Despite various conservation measures taken to conserve Sabah’s rhinos since the 1980s, by government and NGOs alike, rhino numbers have continued to decline overall, and have seemingly stagnated in both Tabin and Danum. A July 2007 expert workshop in Kota Kinabalu, Sabah, led by SOS Rhino and Sabah Wildlife Department, resulted in a consensus that active steps are now needed to concentrate remaining rhinos at a specific site, in order to boost prospects for successful breeding.

Is this the best option to save Sabah’s rhinos?

Since 1980, the time and funds of many institutions, both governmental and NGO, has gone into efforts to breed Sabah’s rhinos in captivity. The only success to come from those efforts has been to gain knowledge, but in the mean time, rhino numbers have declined.
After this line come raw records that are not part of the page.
//! End-to-end translation through the public API.

use braille::{
    decode, encode, translate, translate_with, InputKind, TranslateError, TranslateOptions,
    CAPITAL_INDICATOR, NUMBER_INDICATOR, SPACE,
};

#[test]
fn hi_5_encodes_cell_by_cell() {
    let expected = [
        CAPITAL_INDICATOR.to_string(),
        "O.OO..".to_string(),
        ".OO...".to_string(),
        SPACE.to_string(),
        NUMBER_INDICATOR.to_string(),
        "O..O..".to_string(),
        "..OOO.".to_string(),
    ]
    .concat();
    assert_eq!(encode("Hi 5!").unwrap(), expected);
    assert_eq!(decode(&expected).unwrap(), "Hi 5!");
}

#[test]
fn translate_detects_direction_both_ways() {
    let english = translate("Abc 123").unwrap();
    assert_eq!(english.source, InputKind::English);

    let braille = translate(&english.output).unwrap();
    assert_eq!(braille.source, InputKind::Braille);
    assert_eq!(braille.output, "Abc 123");
}

#[test]
fn known_sample_decodes() {
    // "Hello world"
    let sample = ".....OO.OO..O..O..O.O.O.O.O.O.O..OO........OOO.OO..OO.O.OOO.O.O.O.OO.O..";
    assert_eq!(translate(sample).unwrap().output, "Hello world");
}

#[test]
fn known_sample_with_number_decodes() {
    // "42"
    let sample = ".O.OOOOO.O..O.O...";
    assert_eq!(translate(sample).unwrap().output, "42");
}

#[test]
fn pending_capital_crosses_a_space() {
    let text = [CAPITAL_INDICATOR, SPACE]
        .iter()
        .map(ToString::to_string)
        .collect::<String>()
        + "O.....";
    assert_eq!(decode(&text).unwrap(), " A");
}

#[test]
fn forced_source_overrides_classifier() {
    let forced = translate_with("..", &TranslateOptions::from_source(InputKind::English)).unwrap();
    assert_eq!(forced.output, "..OO.O..OO.O");

    let err = translate_with("abc", &TranslateOptions::from_source(InputKind::Braille)).unwrap_err();
    assert!(matches!(err, TranslateError::Decode(_)));
}

#[test]
fn translation_is_shareable_across_threads() {
    fn assert_send_sync<T: Send + Sync>() {}
    assert_send_sync::<braille::Translation>();
    assert_send_sync::<TranslateError>();

    let handles: Vec<_> = (0..4)
        .map(|i| std::thread::spawn(move || encode(&format!("Thread {i}")).unwrap()))
        .collect();
    for (i, handle) in handles.into_iter().enumerate() {
        let encoded = handle.join().unwrap();
        assert_eq!(decode(&encoded).unwrap(), format!("Thread {i}"));
    }
}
Since the option to give up on Sabah’s rhinos, and let fate decide the species future has been rejected, the consensus view of governmental and independent experts is that remaining wild rhinos in Tabin and Danum Valley should continue to be protected in their natural habitats.

What is certain is that the isolated remnant rhinos in Sabah will drift to extinction if left in place. This will happen because there are too few rhinos in any one location, and these habitats are too small to support breeding populations. Hopes for survival of rhinos in Tabin and Danum are literally that: hopes. The species might or might not survive in one or both places, long-term. However, by doing nothing, the fate of the Borneo rhino is left entirely to chance. As an NGO focused on saving the Bornean rhinoceros, BORA can assist government, and corporations whose activities have impinged on natural forests, to try to save the species.

A rhino was caught in Sabah in August 2008. What is the story?

A rhino “captured” on video was subsequently captured in real life, having walked out of the forest into an oil palm plantation, from which it refused to return to the forest. This rhino, a mature male named Kretam, or Tam for short, was enticed into a crate and moved into a small paddock in Tabin Wildlife Reserve on 13 August 2008. His tameness indicated that this rhino was experiencing a problem. Specifically, it was decided to capture Tam because he had a visible injury to the right front leg, which turned out to be from a snare trap. This injury was treated successfully after capture.

On the advice of veterinarians who work at the Sumatran Rhino Sanctuary at Way Kambas, Sumatra, Indonesia, a 2.5 hectare extension to the paddock was built, encompassing forest and a small seasonal stream. The cost of building the new paddock was borne jointly by Sabah Forestry Department, WWF and Ministry of Tourism, Culture and Environment. This site is now the “transit area” for Tam and for additional rhinos that may be caught in the future.

How will rhino conservation in Sabah be financed?

Despite the existence of two major funding sources – the Sabah government and Yayasan Sime Darby – the medium and longer term financing situation for rhino conservation in Sabah remains insecure. The dedicated rhino protection teams are run by NGOs (BORA and WWF) who work in collaboration with Sabah Wildlife Department. The bulk of BORA’s funds come from a fund raising lunch held in Kota Kinabalu, Sabah, in March 2009.